**DATA SUPPLIED**
▽

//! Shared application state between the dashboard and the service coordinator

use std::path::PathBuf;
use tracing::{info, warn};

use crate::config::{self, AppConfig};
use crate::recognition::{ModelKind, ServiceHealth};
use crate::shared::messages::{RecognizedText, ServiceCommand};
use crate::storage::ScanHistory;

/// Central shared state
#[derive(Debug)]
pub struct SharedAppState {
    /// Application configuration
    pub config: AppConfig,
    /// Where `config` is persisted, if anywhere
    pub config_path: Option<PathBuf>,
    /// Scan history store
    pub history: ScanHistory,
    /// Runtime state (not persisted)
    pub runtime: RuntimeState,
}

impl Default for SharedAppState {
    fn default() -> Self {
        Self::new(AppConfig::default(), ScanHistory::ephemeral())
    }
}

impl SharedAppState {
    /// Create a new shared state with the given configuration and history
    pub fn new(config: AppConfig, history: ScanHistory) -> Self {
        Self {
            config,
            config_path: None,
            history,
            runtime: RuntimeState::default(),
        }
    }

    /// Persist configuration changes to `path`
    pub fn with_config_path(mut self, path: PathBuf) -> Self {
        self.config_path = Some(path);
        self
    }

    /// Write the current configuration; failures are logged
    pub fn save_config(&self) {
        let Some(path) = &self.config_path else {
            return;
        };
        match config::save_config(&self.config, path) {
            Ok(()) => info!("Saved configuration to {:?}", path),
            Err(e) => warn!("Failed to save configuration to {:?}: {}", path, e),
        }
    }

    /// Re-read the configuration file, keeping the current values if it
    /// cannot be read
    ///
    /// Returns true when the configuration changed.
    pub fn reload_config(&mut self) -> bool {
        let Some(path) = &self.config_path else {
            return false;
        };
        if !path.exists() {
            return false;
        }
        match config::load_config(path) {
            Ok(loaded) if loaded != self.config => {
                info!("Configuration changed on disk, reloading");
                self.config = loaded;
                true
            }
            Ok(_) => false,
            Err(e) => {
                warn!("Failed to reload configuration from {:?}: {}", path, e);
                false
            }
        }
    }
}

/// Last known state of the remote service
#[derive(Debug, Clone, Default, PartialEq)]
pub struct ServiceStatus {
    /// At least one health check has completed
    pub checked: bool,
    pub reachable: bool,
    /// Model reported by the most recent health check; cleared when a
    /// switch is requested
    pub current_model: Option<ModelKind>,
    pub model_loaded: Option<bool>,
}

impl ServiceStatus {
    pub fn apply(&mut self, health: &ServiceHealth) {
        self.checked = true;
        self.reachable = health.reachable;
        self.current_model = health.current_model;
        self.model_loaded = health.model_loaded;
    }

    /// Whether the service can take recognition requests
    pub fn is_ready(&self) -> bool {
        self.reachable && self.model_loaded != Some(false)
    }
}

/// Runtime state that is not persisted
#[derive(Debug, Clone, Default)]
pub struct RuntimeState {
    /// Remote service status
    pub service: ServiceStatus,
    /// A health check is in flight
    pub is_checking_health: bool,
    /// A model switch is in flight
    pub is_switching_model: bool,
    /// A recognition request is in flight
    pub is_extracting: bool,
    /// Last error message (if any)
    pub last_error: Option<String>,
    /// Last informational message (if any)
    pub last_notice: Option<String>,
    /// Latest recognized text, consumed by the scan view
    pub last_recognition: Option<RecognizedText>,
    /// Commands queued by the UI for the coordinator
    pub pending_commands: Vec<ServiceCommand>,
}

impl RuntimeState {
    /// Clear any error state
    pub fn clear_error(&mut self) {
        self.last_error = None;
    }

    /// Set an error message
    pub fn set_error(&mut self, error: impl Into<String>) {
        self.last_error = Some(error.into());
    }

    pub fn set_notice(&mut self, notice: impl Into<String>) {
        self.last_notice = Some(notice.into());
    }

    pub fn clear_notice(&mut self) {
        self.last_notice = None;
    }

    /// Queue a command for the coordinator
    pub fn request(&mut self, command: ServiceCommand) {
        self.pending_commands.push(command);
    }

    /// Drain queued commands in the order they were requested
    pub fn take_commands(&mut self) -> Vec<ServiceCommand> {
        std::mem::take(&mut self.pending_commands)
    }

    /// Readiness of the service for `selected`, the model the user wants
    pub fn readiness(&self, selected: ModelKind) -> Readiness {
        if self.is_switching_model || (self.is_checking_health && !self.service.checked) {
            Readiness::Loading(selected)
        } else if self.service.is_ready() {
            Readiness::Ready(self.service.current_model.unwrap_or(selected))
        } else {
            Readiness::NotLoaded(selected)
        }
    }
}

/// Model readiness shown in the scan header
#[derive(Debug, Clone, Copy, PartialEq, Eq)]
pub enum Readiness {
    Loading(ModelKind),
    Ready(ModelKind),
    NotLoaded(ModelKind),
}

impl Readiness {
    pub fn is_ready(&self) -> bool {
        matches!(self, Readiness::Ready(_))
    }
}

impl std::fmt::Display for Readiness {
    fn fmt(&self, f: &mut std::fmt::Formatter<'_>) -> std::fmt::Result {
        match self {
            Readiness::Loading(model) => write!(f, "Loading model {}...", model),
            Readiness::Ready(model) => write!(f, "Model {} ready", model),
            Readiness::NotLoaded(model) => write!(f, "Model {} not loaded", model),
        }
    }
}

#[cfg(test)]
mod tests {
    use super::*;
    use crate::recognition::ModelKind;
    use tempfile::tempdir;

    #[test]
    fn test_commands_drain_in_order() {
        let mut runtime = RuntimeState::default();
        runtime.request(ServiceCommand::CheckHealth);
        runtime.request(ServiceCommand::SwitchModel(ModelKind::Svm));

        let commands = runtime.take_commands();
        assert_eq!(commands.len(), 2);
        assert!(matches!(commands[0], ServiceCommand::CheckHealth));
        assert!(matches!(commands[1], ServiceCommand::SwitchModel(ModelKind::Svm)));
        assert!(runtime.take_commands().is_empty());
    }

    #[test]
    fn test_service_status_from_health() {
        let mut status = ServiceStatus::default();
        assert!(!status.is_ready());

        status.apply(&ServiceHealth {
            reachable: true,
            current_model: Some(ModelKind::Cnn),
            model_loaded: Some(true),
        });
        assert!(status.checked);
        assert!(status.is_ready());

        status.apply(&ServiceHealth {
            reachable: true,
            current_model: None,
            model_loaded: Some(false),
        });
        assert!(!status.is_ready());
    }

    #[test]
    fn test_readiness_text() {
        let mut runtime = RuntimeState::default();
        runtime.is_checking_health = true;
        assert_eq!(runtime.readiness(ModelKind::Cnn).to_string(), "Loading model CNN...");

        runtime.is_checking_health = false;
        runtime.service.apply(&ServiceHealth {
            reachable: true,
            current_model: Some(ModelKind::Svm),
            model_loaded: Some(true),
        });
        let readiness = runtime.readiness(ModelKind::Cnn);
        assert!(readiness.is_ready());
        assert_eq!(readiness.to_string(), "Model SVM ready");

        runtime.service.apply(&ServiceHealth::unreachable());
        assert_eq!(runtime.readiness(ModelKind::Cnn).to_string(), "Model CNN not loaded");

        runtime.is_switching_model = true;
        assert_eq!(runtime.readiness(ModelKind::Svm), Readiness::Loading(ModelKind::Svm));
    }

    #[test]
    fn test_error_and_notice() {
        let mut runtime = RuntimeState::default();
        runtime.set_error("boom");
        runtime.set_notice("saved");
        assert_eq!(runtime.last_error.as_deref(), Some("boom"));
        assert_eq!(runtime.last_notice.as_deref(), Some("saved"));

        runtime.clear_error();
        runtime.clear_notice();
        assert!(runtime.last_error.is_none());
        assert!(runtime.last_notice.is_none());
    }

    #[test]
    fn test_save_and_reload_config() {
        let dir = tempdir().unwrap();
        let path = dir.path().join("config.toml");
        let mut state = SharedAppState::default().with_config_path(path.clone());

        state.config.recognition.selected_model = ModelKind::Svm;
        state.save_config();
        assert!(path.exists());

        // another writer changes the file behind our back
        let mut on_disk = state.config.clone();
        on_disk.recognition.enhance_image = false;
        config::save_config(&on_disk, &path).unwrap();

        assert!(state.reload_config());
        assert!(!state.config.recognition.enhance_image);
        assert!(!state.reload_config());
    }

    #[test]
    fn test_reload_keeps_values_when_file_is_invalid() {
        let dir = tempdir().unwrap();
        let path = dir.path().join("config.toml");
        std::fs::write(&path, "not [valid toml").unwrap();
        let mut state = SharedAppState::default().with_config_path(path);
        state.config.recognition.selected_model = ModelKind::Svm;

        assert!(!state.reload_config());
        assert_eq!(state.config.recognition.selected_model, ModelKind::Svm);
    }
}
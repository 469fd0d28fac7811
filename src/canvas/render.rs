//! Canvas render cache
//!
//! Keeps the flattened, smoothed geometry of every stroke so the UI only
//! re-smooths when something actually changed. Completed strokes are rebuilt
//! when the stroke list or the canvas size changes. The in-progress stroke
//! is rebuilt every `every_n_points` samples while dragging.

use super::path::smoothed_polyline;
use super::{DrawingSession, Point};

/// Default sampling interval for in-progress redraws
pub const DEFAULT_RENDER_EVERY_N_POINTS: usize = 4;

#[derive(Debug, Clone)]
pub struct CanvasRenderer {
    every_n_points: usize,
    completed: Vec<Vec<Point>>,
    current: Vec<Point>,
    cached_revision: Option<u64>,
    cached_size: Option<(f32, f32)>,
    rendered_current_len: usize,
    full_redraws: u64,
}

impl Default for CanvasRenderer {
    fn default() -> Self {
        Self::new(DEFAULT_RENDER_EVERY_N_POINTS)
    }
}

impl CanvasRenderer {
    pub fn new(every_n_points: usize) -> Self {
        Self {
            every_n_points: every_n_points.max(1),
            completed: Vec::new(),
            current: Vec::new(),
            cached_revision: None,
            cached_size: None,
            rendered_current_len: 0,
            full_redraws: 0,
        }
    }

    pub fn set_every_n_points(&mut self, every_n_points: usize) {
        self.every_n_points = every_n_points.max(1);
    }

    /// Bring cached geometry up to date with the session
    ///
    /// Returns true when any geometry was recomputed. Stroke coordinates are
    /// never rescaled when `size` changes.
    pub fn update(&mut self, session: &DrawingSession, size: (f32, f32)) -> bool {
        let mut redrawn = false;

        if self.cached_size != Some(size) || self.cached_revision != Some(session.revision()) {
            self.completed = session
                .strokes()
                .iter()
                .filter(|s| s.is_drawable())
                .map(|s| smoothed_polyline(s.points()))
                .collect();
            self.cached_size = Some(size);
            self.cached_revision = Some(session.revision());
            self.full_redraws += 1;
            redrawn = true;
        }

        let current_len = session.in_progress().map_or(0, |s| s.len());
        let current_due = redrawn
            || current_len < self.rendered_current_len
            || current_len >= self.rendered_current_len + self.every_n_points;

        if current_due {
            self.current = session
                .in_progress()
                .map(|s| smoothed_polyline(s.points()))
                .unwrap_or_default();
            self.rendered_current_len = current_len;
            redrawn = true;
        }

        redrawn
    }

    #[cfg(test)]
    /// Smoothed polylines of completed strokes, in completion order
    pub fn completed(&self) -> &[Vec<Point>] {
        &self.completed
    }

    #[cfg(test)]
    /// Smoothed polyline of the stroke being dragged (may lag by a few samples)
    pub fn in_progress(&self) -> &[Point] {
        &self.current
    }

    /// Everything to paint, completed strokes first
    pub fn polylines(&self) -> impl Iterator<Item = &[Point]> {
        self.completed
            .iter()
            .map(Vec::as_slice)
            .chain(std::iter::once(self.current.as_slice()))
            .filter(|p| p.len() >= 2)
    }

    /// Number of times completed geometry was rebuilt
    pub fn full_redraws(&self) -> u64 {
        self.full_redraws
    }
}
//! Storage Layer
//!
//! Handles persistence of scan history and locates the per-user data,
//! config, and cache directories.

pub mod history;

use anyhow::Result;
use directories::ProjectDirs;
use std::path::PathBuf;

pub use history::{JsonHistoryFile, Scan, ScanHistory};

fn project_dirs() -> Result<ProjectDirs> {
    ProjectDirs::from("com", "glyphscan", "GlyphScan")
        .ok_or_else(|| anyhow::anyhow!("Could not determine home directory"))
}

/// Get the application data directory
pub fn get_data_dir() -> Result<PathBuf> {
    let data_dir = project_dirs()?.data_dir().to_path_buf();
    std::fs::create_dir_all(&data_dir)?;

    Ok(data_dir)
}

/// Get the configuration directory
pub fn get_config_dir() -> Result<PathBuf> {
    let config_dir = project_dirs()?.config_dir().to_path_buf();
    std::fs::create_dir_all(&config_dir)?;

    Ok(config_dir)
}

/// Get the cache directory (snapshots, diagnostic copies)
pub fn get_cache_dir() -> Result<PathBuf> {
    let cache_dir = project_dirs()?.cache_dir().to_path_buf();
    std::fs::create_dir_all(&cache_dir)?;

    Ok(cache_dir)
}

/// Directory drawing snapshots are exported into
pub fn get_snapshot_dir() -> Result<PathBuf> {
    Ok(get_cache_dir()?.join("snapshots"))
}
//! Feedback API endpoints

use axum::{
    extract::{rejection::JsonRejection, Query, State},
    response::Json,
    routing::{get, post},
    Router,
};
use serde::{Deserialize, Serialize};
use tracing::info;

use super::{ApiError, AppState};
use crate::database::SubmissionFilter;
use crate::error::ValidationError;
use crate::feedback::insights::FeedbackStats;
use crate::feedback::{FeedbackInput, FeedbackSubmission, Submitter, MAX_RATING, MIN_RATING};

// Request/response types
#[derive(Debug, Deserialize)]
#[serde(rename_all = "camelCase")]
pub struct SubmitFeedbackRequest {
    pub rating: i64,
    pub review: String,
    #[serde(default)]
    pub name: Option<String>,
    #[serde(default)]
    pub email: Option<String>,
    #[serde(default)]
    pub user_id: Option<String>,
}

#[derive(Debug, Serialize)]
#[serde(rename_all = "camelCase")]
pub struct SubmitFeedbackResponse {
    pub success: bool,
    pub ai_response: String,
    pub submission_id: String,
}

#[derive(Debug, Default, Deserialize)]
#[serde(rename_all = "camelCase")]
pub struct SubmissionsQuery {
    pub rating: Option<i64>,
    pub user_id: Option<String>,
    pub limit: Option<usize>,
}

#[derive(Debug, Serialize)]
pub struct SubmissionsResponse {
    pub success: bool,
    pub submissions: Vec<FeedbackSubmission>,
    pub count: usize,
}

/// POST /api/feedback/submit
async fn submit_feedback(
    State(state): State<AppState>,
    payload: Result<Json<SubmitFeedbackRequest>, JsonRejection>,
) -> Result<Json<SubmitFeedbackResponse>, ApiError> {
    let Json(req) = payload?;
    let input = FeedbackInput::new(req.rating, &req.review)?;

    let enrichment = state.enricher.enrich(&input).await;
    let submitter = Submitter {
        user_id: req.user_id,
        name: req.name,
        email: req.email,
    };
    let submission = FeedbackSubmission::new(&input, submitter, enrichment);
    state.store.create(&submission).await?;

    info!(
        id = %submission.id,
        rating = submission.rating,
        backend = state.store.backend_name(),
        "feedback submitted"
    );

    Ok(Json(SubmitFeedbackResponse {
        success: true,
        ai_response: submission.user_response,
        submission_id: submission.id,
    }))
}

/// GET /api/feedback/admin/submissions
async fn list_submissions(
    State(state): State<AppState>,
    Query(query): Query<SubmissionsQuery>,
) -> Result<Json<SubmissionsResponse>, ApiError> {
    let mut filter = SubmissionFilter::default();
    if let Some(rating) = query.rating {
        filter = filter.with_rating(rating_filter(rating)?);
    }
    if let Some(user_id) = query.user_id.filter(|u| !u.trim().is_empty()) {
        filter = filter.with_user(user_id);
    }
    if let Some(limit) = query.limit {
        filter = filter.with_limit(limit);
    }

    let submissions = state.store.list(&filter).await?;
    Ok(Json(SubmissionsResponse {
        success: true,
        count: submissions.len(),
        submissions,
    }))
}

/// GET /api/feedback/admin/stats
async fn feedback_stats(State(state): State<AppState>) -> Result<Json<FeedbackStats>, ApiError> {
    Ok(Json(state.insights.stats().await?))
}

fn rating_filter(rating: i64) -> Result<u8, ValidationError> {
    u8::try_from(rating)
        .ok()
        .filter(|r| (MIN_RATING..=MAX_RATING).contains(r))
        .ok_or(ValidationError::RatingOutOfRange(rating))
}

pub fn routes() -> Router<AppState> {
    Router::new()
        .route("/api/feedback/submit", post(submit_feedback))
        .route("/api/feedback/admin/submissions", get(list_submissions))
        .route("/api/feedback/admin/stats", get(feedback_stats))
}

△

Write out exactly the lines that fall from the line with "runtime.clear_notice();" to the line with "assert!(state.reload_config());" in the records above, keeping both ends.

        runtime.clear_notice();
        assert!(runtime.last_error.is_none());
        assert!(runtime.last_notice.is_none());
    }

    #[test]
    fn test_save_and_reload_config() {
        let dir = tempdir().unwrap();
        let path = dir.path().join("config.toml");
        let mut state = SharedAppState::default().with_config_path(path.clone());

        state.config.recognition.selected_model = ModelKind::Svm;
        state.save_config();
        assert!(path.exists());

        // another writer changes the file behind our back
        let mut on_disk = state.config.clone();
        on_disk.recognition.enhance_image = false;
        config::save_config(&on_disk, &path).unwrap();

        assert!(state.reload_config());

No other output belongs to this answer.